**Brief**
When a line below contains the string "stored", show that line.

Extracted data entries
.....
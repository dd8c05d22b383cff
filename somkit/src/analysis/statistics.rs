#[cfg(test)]
#[path = "../../tests/unit/analysis/statistics_test.rs"]
mod statistics_test;

use crate::algorithms::som::{Coordinate, SomModel};
use crate::dataset::Dataset;
use crate::utils::*;
use rustc_hash::FxHashMap;
use std::fmt::{Display, Formatter};

/// Keeps statistics of how well the model fits a dataset.
#[derive(Clone, Debug, Default)]
pub struct ModelStatistics {
    /// Mean distance between input vectors and their best matching units.
    pub quantization_error: Float,
    /// A share of input vectors whose best and second best matching units are not neighbors.
    pub topographic_error: Float,
    /// Amount of input vectors mapped to each cell. Cells without hits are absent.
    pub hits: FxHashMap<Coordinate, usize>,
    /// Amount of evaluated input vectors.
    pub samples: usize,
}

impl ModelStatistics {
    /// Computes statistics by mapping every input vector of the dataset to the model.
    pub fn compute(model: &SomModel, dataset: &dyn Dataset) -> GenericResult<Self> {
        if dataset.dimension() != model.dimension() {
            return Err(GenericError::dimension_mismatch(model.dimension(), dataset.dimension()));
        }

        let inputs = dataset.iter().collect::<Vec<_>>();
        let results = parallel_collect(inputs.as_slice(), |input| -> GenericResult<_> {
            let (bmu, distance) = model.find_bmu_with_distance(input)?;
            let (_, second) = model.find_two_bmus(input)?;
            let is_error = model.width() * model.height() > 1 && !model.lattice().are_neighbors(&bmu, &second);

            Ok((bmu, distance, is_error))
        })
        .into_iter()
        .collect::<GenericResult<Vec<_>>>()?;

        let samples = results.len();
        if samples == 0 {
            return Ok(Self::default());
        }

        let (error_sum, topographic_errors, hits) = results.into_iter().fold(
            (0., 0_usize, FxHashMap::<Coordinate, usize>::default()),
            |(error_sum, topographic_errors, mut hits), (bmu, distance, is_error)| {
                *hits.entry(bmu).or_insert(0) += 1;
                (error_sum + distance, topographic_errors + usize::from(is_error), hits)
            },
        );

        Ok(Self {
            quantization_error: error_sum / samples as Float,
            topographic_error: topographic_errors as Float / samples as Float,
            hits,
            samples,
        })
    }

    /// Returns amount of hits of the cell.
    pub fn hits_at(&self, coordinate: &Coordinate) -> usize {
        self.hits.get(coordinate).copied().unwrap_or(0)
    }
}

impl Display for ModelStatistics {
    fn fmt(&self, f: &mut Formatter<'_>) -> std::fmt::Result {
        write!(
            f,
            "samples: {}, quantization error: {:.5}, topographic error: {:.5}, used cells: {}",
            self.samples,
            self.quantization_error,
            self.topographic_error,
            self.hits.len()
        )
    }
}
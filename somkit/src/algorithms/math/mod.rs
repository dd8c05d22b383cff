//! This module contains vector arithmetic, descriptive statistics and distance metrics.

mod distance;
pub use self::distance::*;

mod statistics;
pub use self::statistics::*;

mod vector;
pub use self::vector::*;
use super::*;
use crate::algorithms::som::LatticeType;
use crate::dataset::VectorDataset;
use crate::helpers::som::create_test_model;

fn create_dataset(items: Vec<Vec<Float>>) -> VectorDataset {
    VectorDataset::new(vec![], items).unwrap()
}

#[test]
fn can_compute_quantization_error_and_hits() {
    let model = create_test_model(3, 1, LatticeType::Rectangular, vec![vec![0.], vec![1.], vec![2.]]);
    let dataset = create_dataset(vec![vec![0.], vec![0.5], vec![2.], vec![2.25]]);

    let statistics = ModelStatistics::compute(&model, &dataset).unwrap();

    assert_eq!(statistics.samples, 4);
    assert!((statistics.quantization_error - 0.1875).abs() < 1E-12);
    assert_eq!(statistics.hits_at(&Coordinate(0, 0)), 2);
    assert_eq!(statistics.hits_at(&Coordinate(1, 0)), 0);
    assert_eq!(statistics.hits_at(&Coordinate(2, 0)), 2);
    assert_eq!(statistics.hits.len(), 2);
}

#[test]
fn can_compute_topographic_error() {
    // NOTE 1.4 and 1.9 have best and second best units at both ends of the row
    let model = create_test_model(3, 1, LatticeType::Rectangular, vec![vec![1.], vec![5.], vec![2.]]);
    let dataset = create_dataset(vec![vec![1.4], vec![4.9], vec![1.9], vec![6.]]);

    let statistics = ModelStatistics::compute(&model, &dataset).unwrap();

    assert!((statistics.topographic_error - 0.5).abs() < 1E-12);
}

#[test]
fn can_handle_empty_dataset_and_mismatch() {
    let model = create_test_model(2, 1, LatticeType::Hexagonal, vec![vec![0., 0.], vec![1., 1.]]);

    let empty = VectorDataset::new(vec!["a".to_string(), "b".to_string()], vec![]).unwrap();
    let statistics = ModelStatistics::compute(&model, &empty).unwrap();
    assert_eq!((statistics.samples, statistics.quantization_error, statistics.hits.len()), (0, 0., 0));

    assert!(ModelStatistics::compute(&model, &create_dataset(vec![vec![1.]])).is_err());
}

#[test]
fn can_format_statistics() {
    let model = create_test_model(1, 1, LatticeType::Rectangular, vec![vec![0.]]);
    let statistics = ModelStatistics::compute(&model, &create_dataset(vec![vec![1.]])).unwrap();

    assert_eq!(
        statistics.to_string(),
        "samples: 1, quantization error: 1.00000, topographic error: 0.00000, used cells: 1"
    );
}
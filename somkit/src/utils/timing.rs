use crate::utils::Float;
use std::time::Instant;

/// Implements a simple performance timer.
#[derive(Clone)]
pub struct Timer {
    start: Instant,
}

impl Timer {
    /// Starts a new timer.
    pub fn start() -> Self {
        Self { start: Instant::now() }
    }

    /// Returns elapsed time in seconds as floating value.
    pub fn elapsed_secs_as_float(&self) -> Float {
        (Instant::now() - self.start).as_secs_f64() as Float
    }
}
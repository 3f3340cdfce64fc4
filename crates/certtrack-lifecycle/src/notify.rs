use certtrack_core::{CertificationRecord, ReminderEvent, UserProfile};
use chrono::NaiveDate;
use thiserror::Error;
use tracing::info;

#[derive(Debug, Error)]
pub enum NotifyError {
    #[error("delivery failed: {0}")]
    Delivery(String),
    #[error("no recipient for owner {0}")]
    MissingRecipient(String),
}

/// Delivery side of the reminder sweep. A failed delivery leaves the
/// reminder unsent so the next sweep retries it.
pub trait Notifier {
    fn deliver(&self, notice: &ReminderNotice) -> Result<(), NotifyError>;
}

impl<N: Notifier + ?Sized> Notifier for &N {
    fn deliver(&self, notice: &ReminderNotice) -> Result<(), NotifyError> {
        (**self).deliver(notice)
    }
}

impl<N: Notifier + ?Sized> Notifier for Box<N> {
    fn deliver(&self, notice: &ReminderNotice) -> Result<(), NotifyError> {
        (**self).deliver(notice)
    }
}

#[derive(Debug, Clone, PartialEq)]
pub struct ReminderNotice {
    pub owner: String,
    pub recipient: Option<UserProfile>,
    pub certification_id: String,
    pub certification_name: String,
    pub provider: String,
    pub expiration_date: NaiveDate,
    pub days_until_expiration: i64,
    pub days_before_expiration: u32,
    pub scheduled_for: NaiveDate,
}

impl ReminderNotice {
    pub fn new(
        reminder: &ReminderEvent,
        record: &CertificationRecord,
        recipient: Option<UserProfile>,
        today: NaiveDate,
    ) -> Self {
        Self {
            owner: reminder.owner.clone(),
            recipient,
            certification_id: record.id.clone(),
            certification_name: record.name.clone(),
            provider: record.provider.clone(),
            expiration_date: record.expiration_date,
            days_until_expiration: record.days_until_expiration(today),
            days_before_expiration: reminder.days_before_expiration,
            scheduled_for: reminder.scheduled_for,
        }
    }

    /// Counts days from the delivery date, not from the scheduled offset, so
    /// a late reminder still tells the truth.
    pub fn subject(&self) -> String {
        format!("{} {}", self.certification_name, self.remaining_phrase())
    }

    pub fn text_body(&self) -> String {
        let greeting = self
            .recipient
            .as_ref()
            .map(|profile| profile.name.trim())
            .filter(|name| !name.is_empty())
            .unwrap_or("there");
        format!(
            "Hi {greeting},\n\n\
             Your {name} certification from {provider} {remaining} ({date}).\n\n\
             Next steps:\n\
             - Check renewal requirements\n\
             - Schedule your renewal exam\n\
             - Complete any required CPE credits\n\
             - Update the certification once renewed\n",
            name = self.certification_name,
            provider = self.provider,
            remaining = self.remaining_phrase(),
            date = self.expiration_date,
        )
    }

    fn remaining_phrase(&self) -> String {
        match self.days_until_expiration {
            0 => "expires today".to_string(),
            1 => "expires in 1 day".to_string(),
            days if days > 1 => format!("expires in {days} days"),
            -1 => "expired 1 day ago".to_string(),
            days => format!("expired {} days ago", -days),
        }
    }
}

/// Writes notices to the log instead of sending them anywhere.
#[derive(Debug, Default, Clone, Copy)]
pub struct LogNotifier;

impl Notifier for LogNotifier {
    fn deliver(&self, notice: &ReminderNotice) -> Result<(), NotifyError> {
        info!(
            event = "reminder_notice",
            owner = %notice.owner,
            recipient = notice.recipient.as_ref().map(|profile| profile.email.as_str()),
            certification_id = %notice.certification_id,
            days_before_expiration = notice.days_before_expiration,
            subject = %notice.subject(),
        );
        Ok(())
    }
}
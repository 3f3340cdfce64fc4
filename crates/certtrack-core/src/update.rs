use crate::validation::{normalize_category, validate_record, ValidationError};
use crate::{normalize_tags, CertificationRecord, StatusOverride};
use chrono::{DateTime, NaiveDate, Utc};
use serde::{Deserialize, Serialize};

/// The closed set of mutations a stored certification accepts.
#[derive(Debug, Clone, PartialEq, Serialize, Deserialize)]
#[serde(tag = "op", content = "value", rename_all = "camelCase")]
pub enum CertificationUpdate {
    SetName(String),
    SetProvider(String),
    SetCategory(Option<String>),
    SetIssueDate(NaiveDate),
    SetExpirationDate(NaiveDate),
    SetCost(Option<f64>),
    SetTags(Vec<String>),
    SetDocumentUrl(Option<String>),
    SetStatusOverride(Option<StatusOverride>),
}

impl CertificationUpdate {
    /// Whether the stored reminder set must be rebuilt after this update.
    pub fn requires_reminder_regeneration(&self) -> bool {
        match self {
            CertificationUpdate::SetExpirationDate(_) => true,
            CertificationUpdate::SetStatusOverride(_) => true,
            CertificationUpdate::SetName(_)
            | CertificationUpdate::SetProvider(_)
            | CertificationUpdate::SetCategory(_)
            | CertificationUpdate::SetIssueDate(_)
            | CertificationUpdate::SetCost(_)
            | CertificationUpdate::SetTags(_)
            | CertificationUpdate::SetDocumentUrl(_) => false,
        }
    }

    pub fn field(&self) -> &'static str {
        match self {
            CertificationUpdate::SetName(_) => "name",
            CertificationUpdate::SetProvider(_) => "provider",
            CertificationUpdate::SetCategory(_) => "category",
            CertificationUpdate::SetIssueDate(_) => "issueDate",
            CertificationUpdate::SetExpirationDate(_) => "expirationDate",
            CertificationUpdate::SetCost(_) => "cost",
            CertificationUpdate::SetTags(_) => "tags",
            CertificationUpdate::SetDocumentUrl(_) => "documentUrl",
            CertificationUpdate::SetStatusOverride(_) => "statusOverride",
        }
    }

    fn apply_to(self, record: &mut CertificationRecord) {
        match self {
            CertificationUpdate::SetName(name) => record.name = name.trim().to_string(),
            CertificationUpdate::SetProvider(provider) => {
                record.provider = provider.trim().to_string()
            }
            CertificationUpdate::SetCategory(category) => {
                record.category = normalize_category(category.as_deref())
            }
            CertificationUpdate::SetIssueDate(date) => record.issue_date = date,
            CertificationUpdate::SetExpirationDate(date) => record.expiration_date = date,
            CertificationUpdate::SetCost(cost) => record.cost = cost,
            CertificationUpdate::SetTags(tags) => {
                record.tags = normalize_tags(tags.iter().map(String::as_str))
            }
            CertificationUpdate::SetDocumentUrl(url) => {
                record.document_url = url
                    .map(|url| url.trim().to_string())
                    .filter(|url| !url.is_empty())
            }
            CertificationUpdate::SetStatusOverride(status_override) => {
                record.status_override = status_override
            }
        }
    }
}

#[derive(Debug, Clone, PartialEq)]
pub struct AppliedUpdate {
    pub record: CertificationRecord,
    pub regenerate_reminders: bool,
}

/// Applies the batch to a copy and validates the result as a whole, so an
/// intermediate state (e.g. moving both dates) never has to be valid.
pub fn apply_updates(
    record: &CertificationRecord,
    updates: Vec<CertificationUpdate>,
    now: DateTime<Utc>,
) -> Result<AppliedUpdate, ValidationError> {
    let mut updated = record.clone();
    let mut regenerate_reminders = false;
    for update in updates {
        regenerate_reminders |= update.requires_reminder_regeneration();
        update.apply_to(&mut updated);
    }
    validate_record(&updated)?;
    updated.updated_at = now;
    Ok(AppliedUpdate {
        record: updated,
        regenerate_reminders,
    })
}
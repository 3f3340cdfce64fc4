use anyhow::{Context, Result};
use certtrack_core::EngineConfig;
use serde::{Deserialize, Serialize};
use std::fs;
use std::path::{Path, PathBuf};

pub const CONFIG_ENV: &str = "CERTTRACK_CONFIG";
pub const DB_ENV: &str = "CERTTRACK_DB";
pub const OWNER_ENV: &str = "CERTTRACK_OWNER";
pub const LOG_LEVEL_ENV: &str = "CERTTRACK_LOG_LEVEL";

const DEFAULT_OWNER: &str = "local";

/// Contents of `certtrack.toml`. Every key is optional.
#[derive(Clone, Debug, Default, Deserialize, Serialize, PartialEq)]
#[serde(default)]
pub struct FileConfig {
    pub database: Option<PathBuf>,
    pub owner: Option<String>,
    pub log_level: Option<String>,
    pub engine: EngineConfig,
}

/// Values given on the command line; they beat env and file.
#[derive(Clone, Debug, Default)]
pub struct Overrides {
    pub config: Option<PathBuf>,
    pub database: Option<PathBuf>,
    pub owner: Option<String>,
}

#[derive(Clone, Debug, PartialEq)]
pub struct Settings {
    pub config_path: PathBuf,
    pub database: PathBuf,
    pub owner: String,
    pub log_level: Option<String>,
    pub engine: EngineConfig,
}

impl Settings {
    pub fn resolve(overrides: Overrides) -> Result<Self> {
        Self::resolve_with(overrides, |key| std::env::var(key).ok())
    }

    pub fn resolve_with(
        overrides: Overrides,
        env: impl Fn(&str) -> Option<String>,
    ) -> Result<Self> {
        let config_path = overrides
            .config
            .or_else(|| non_empty(env(CONFIG_ENV)).map(PathBuf::from))
            .unwrap_or_else(default_config_path);
        let file = load_config(&config_path)?;

        let database = overrides
            .database
            .or_else(|| non_empty(env(DB_ENV)).map(PathBuf::from))
            .or(file.database)
            .unwrap_or_else(default_database_path);
        let owner = overrides
            .owner
            .or_else(|| non_empty(env(OWNER_ENV)))
            .or(file.owner)
            .unwrap_or_else(|| DEFAULT_OWNER.to_string());
        let log_level = non_empty(env(LOG_LEVEL_ENV)).or(file.log_level);

        Ok(Self {
            config_path,
            database,
            owner,
            log_level,
            engine: file.engine,
        })
    }
}

/// A missing file means defaults; a malformed one is an error.
pub fn load_config(path: &Path) -> Result<FileConfig> {
    if !path.exists() {
        return Ok(FileConfig::default());
    }
    let contents = fs::read_to_string(path)
        .with_context(|| format!("Failed to read config {}", path.display()))?;
    toml::from_str(&contents).with_context(|| format!("Failed to parse config {}", path.display()))
}

fn default_config_path() -> PathBuf {
    dirs::config_dir()
        .unwrap_or_else(|| PathBuf::from("."))
        .join("certtrack/config.toml")
}

fn default_database_path() -> PathBuf {
    dirs::data_dir()
        .unwrap_or_else(|| PathBuf::from("."))
        .join("certtrack/certtrack.db")
}

fn non_empty(value: Option<String>) -> Option<String> {
    value
        .map(|value| value.trim().to_string())
        .filter(|value| !value.is_empty())
}

#[cfg(test)]
mod tests {
    use super::*;
    use certtrack_core::LateReminderPolicy;
    use std::collections::HashMap;
    use std::io::Write;

    fn write_config(contents: &str) -> tempfile::NamedTempFile {
        let mut file = tempfile::NamedTempFile::new().expect("temp file");
        file.write_all(contents.as_bytes()).expect("write config");
        file
    }

    fn env_from(pairs: &[(&str, &str)]) -> impl Fn(&str) -> Option<String> {
        let map = pairs
            .iter()
            .map(|(key, value)| (key.to_string(), value.to_string()))
            .collect::<HashMap<_, _>>();
        move |key| map.get(key).cloned()
    }

    #[test]
    fn file_values_fill_in_engine_defaults() {
        let file = write_config(
            r#"
database = "/var/lib/certtrack/main.db"
owner = "ada"
log_level = "warn"

[engine]
expiring_window_days = 45
late_reminders = "skip"
late_grace_days = 2
"#,
        );

        let settings = Settings::resolve_with(
            Overrides {
                config: Some(file.path().to_path_buf()),
                ..Overrides::default()
            },
            env_from(&[]),
        )
        .expect("settings");

        assert_eq!(settings.database, PathBuf::from("/var/lib/certtrack/main.db"));
        assert_eq!(settings.owner, "ada");
        assert_eq!(settings.log_level.as_deref(), Some("warn"));
        assert_eq!(settings.engine.expiring_window_days, 45);
        assert_eq!(settings.engine.late_reminders, LateReminderPolicy::Skip);
        assert_eq!(settings.engine.reminder_offsets, vec![30, 60, 90]);
    }

    #[test]
    fn cli_beats_env_beats_file() {
        let file = write_config("owner = \"from-file\"\ndatabase = \"file.db\"\n");
        let env = env_from(&[
            (CONFIG_ENV, "/does/not/matter"),
            (OWNER_ENV, "from-env"),
            (DB_ENV, "env.db"),
            (LOG_LEVEL_ENV, "debug"),
        ]);

        let settings = Settings::resolve_with(
            Overrides {
                config: Some(file.path().to_path_buf()),
                database: Some(PathBuf::from("cli.db")),
                owner: None,
            },
            env,
        )
        .expect("settings");

        assert_eq!(settings.config_path, file.path());
        assert_eq!(settings.database, PathBuf::from("cli.db"));
        assert_eq!(settings.owner, "from-env");
        assert_eq!(settings.log_level.as_deref(), Some("debug"));
    }

    #[test]
    fn missing_file_uses_defaults() {
        let dir = tempfile::tempdir().expect("temp dir");
        let settings = Settings::resolve_with(
            Overrides {
                config: Some(dir.path().join("absent.toml")),
                ..Overrides::default()
            },
            env_from(&[(OWNER_ENV, "  ")]),
        )
        .expect("settings");

        assert_eq!(settings.owner, DEFAULT_OWNER);
        assert_eq!(settings.engine, EngineConfig::default());
        assert!(settings.log_level.is_none());
    }

    #[test]
    fn malformed_file_is_reported() {
        let file = write_config("owner = [unterminated");
        let err = load_config(file.path()).expect_err("parse failure");
        assert!(err.to_string().contains("Failed to parse config"));
    }
}
use crate::{CertificationRecord, CertificationStatus, StatusOverride};
use chrono::NaiveDate;

pub const DEFAULT_EXPIRING_WINDOW_DAYS: u32 = 30;

/// Derives a certification's lifecycle status from its dates.
///
/// The stored `status` on a record is only a cache of the last evaluation;
/// callers re-run the resolver whenever "today" moves.
#[derive(Debug, Clone, Copy, PartialEq, Eq)]
pub struct StatusResolver {
    expiring_window_days: u32,
}

impl Default for StatusResolver {
    fn default() -> Self {
        Self::new(DEFAULT_EXPIRING_WINDOW_DAYS)
    }
}

impl StatusResolver {
    pub fn new(expiring_window_days: u32) -> Self {
        Self {
            expiring_window_days,
        }
    }

    pub fn expiring_window_days(&self) -> u32 {
        self.expiring_window_days
    }

    pub fn resolve(
        &self,
        today: NaiveDate,
        issue_date: NaiveDate,
        expiration_date: NaiveDate,
        status_override: Option<StatusOverride>,
    ) -> CertificationStatus {
        resolve_status(
            today,
            issue_date,
            expiration_date,
            status_override,
            self.expiring_window_days,
        )
    }

    pub fn resolve_record(
        &self,
        record: &CertificationRecord,
        today: NaiveDate,
    ) -> CertificationStatus {
        self.resolve(
            today,
            record.issue_date,
            record.expiration_date,
            record.status_override,
        )
    }
}

/// An override always wins. Otherwise: expired strictly after the expiration
/// date, expiring while `days left <= window`, active beyond that. The issue
/// date takes no part in the decision.
pub fn resolve_status(
    today: NaiveDate,
    _issue_date: NaiveDate,
    expiration_date: NaiveDate,
    status_override: Option<StatusOverride>,
    expiring_window_days: u32,
) -> CertificationStatus {
    if let Some(status_override) = status_override {
        return status_override.as_status();
    }
    if expiration_date < today {
        return CertificationStatus::Expired;
    }
    let days_left = (expiration_date - today).num_days();
    if days_left <= i64::from(expiring_window_days) {
        CertificationStatus::Expiring
    } else {
        CertificationStatus::Active
    }
}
.....
**Answer area**
/// The closed set of mutations a stored certification accepts.
    /// Whether the stored reminder set must be rebuilt after this update.
/// The stored `status` on a record is only a cache of the last evaluation;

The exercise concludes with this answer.